Which lines below hold the word "starts"? Report each one.

*DATA EXTRACT*.
++++++++

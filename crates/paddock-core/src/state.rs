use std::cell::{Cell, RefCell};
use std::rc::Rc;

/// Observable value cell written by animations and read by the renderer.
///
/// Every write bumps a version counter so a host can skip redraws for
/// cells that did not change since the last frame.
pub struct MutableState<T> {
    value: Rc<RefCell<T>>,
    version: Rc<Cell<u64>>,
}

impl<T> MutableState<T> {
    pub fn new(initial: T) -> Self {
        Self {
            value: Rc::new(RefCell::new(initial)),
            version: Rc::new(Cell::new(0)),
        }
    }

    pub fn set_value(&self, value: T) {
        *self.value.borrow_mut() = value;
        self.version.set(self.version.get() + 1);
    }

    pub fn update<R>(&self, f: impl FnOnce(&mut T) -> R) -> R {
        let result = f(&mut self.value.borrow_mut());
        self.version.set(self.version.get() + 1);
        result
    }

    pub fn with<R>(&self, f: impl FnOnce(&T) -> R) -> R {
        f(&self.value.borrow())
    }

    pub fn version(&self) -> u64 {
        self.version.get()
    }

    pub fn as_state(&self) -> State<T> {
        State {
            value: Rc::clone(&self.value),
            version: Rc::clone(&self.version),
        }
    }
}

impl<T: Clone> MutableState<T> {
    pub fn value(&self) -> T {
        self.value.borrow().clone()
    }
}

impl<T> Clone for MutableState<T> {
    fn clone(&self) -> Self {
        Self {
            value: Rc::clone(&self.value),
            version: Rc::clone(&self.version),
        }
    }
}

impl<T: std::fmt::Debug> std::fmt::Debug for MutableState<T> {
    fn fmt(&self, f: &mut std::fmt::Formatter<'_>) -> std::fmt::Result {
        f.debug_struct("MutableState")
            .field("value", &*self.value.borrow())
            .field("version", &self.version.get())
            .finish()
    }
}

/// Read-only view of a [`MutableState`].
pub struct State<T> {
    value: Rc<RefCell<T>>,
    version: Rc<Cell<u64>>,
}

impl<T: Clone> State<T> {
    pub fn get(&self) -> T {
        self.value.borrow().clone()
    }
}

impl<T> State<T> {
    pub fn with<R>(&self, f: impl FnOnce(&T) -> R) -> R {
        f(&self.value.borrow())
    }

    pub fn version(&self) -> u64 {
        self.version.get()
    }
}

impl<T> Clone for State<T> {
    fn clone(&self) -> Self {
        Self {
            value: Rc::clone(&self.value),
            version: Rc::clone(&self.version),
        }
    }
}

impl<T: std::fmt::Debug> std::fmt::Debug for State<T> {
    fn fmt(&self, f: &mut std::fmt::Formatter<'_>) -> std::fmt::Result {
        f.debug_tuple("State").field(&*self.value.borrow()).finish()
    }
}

++++++++

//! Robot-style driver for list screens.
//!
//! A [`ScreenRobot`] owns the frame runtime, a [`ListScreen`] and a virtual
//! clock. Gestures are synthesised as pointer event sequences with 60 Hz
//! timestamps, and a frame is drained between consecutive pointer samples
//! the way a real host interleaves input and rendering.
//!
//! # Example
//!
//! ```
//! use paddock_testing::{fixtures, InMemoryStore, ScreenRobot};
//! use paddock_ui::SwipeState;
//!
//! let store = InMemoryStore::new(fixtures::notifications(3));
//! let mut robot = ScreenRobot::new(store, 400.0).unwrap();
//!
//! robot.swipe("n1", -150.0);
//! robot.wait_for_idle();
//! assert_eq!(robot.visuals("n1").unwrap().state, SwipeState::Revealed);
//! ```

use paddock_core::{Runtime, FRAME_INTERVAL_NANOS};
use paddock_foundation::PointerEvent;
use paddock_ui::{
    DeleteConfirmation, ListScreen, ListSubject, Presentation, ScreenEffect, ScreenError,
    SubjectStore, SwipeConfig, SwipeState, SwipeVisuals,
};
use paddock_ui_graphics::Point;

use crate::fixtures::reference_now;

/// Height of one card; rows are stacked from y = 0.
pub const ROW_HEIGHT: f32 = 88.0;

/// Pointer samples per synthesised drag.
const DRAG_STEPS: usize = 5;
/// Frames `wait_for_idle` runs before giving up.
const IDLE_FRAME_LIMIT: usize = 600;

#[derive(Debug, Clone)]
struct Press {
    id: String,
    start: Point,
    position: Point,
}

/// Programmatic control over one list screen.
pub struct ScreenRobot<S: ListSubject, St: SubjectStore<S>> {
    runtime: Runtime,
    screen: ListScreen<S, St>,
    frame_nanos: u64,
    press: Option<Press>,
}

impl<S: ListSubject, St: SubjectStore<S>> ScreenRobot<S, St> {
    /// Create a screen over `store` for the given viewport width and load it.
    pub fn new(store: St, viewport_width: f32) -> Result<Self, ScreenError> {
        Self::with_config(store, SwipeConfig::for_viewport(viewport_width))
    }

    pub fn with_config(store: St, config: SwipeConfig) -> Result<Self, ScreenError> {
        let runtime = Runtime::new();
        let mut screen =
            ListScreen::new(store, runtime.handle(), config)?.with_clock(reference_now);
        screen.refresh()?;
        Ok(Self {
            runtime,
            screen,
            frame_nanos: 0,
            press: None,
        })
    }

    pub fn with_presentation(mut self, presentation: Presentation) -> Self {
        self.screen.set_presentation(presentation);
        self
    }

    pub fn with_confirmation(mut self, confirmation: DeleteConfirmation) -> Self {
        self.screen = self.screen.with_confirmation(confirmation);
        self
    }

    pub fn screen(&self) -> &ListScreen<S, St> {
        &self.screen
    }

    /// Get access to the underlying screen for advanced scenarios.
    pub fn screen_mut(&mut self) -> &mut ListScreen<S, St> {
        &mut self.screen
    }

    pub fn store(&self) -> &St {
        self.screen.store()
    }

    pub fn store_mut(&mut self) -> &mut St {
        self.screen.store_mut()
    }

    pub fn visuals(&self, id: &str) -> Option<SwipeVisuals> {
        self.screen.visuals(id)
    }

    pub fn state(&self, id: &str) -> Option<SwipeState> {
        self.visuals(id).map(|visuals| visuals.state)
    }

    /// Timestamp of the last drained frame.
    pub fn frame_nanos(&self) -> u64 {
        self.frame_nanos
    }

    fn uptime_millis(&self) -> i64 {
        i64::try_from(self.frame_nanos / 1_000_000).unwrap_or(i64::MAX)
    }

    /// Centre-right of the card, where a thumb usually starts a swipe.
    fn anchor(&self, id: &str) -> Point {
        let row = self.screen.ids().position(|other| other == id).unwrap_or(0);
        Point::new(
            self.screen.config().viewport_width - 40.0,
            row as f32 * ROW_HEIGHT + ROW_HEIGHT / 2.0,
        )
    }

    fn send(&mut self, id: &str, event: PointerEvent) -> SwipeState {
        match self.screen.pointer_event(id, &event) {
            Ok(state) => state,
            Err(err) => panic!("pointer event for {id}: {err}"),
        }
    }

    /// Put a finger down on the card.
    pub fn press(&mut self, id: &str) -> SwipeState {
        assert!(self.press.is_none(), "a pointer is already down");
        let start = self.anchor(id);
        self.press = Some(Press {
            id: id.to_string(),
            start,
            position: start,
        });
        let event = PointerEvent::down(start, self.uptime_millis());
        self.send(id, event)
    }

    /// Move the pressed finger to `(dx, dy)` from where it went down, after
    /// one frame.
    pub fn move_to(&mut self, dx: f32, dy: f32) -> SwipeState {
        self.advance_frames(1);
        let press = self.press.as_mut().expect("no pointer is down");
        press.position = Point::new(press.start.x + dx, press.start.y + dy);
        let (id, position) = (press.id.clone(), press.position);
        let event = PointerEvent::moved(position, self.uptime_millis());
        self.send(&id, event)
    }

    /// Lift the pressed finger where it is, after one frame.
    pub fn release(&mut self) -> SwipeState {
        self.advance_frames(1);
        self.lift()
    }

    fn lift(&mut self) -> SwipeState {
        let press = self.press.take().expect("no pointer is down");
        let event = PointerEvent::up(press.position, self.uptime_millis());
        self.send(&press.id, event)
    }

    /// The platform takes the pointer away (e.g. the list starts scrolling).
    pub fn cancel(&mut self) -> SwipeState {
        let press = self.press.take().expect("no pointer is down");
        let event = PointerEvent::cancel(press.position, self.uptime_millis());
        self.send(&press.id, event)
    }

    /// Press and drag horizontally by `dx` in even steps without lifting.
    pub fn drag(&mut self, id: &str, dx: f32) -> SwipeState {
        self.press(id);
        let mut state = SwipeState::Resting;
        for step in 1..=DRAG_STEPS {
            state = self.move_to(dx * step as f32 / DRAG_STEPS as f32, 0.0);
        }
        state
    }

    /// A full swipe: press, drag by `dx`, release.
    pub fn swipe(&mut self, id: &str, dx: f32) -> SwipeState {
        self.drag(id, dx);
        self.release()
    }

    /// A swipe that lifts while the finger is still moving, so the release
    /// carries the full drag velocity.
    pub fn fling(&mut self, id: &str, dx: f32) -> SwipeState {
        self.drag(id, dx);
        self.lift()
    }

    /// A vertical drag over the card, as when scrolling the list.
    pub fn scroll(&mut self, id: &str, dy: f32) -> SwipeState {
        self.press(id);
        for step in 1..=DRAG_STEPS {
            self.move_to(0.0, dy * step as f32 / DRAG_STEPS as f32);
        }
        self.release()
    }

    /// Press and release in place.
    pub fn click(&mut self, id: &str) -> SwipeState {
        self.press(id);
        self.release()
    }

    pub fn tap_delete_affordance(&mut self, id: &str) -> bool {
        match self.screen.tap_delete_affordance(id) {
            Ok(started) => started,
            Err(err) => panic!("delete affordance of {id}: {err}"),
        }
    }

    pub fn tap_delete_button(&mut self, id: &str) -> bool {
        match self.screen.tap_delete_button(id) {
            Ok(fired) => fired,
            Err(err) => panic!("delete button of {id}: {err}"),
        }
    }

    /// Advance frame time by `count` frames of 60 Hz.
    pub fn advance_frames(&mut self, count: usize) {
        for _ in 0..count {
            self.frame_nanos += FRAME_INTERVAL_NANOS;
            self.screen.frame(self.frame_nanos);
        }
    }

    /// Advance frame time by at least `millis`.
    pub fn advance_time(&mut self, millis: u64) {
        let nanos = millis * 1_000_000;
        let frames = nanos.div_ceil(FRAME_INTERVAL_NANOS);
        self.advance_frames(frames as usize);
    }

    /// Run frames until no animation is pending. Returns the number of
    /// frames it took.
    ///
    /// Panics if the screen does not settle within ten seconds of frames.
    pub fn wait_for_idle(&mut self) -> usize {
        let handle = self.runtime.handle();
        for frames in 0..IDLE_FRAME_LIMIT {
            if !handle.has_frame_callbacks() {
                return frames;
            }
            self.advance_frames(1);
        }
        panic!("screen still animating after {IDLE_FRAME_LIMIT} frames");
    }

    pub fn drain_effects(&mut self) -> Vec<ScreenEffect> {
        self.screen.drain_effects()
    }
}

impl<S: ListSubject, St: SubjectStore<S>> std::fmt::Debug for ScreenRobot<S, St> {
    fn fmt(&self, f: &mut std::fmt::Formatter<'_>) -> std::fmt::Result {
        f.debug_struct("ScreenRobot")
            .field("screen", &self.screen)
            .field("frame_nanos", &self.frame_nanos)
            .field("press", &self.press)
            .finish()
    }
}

++++++++

*ANSWER FOR THE TASK*.
    /// Centre-right of the card, where a thumb usually starts a swipe.
    /// The platform takes the pointer away (e.g. the list starts scrolling).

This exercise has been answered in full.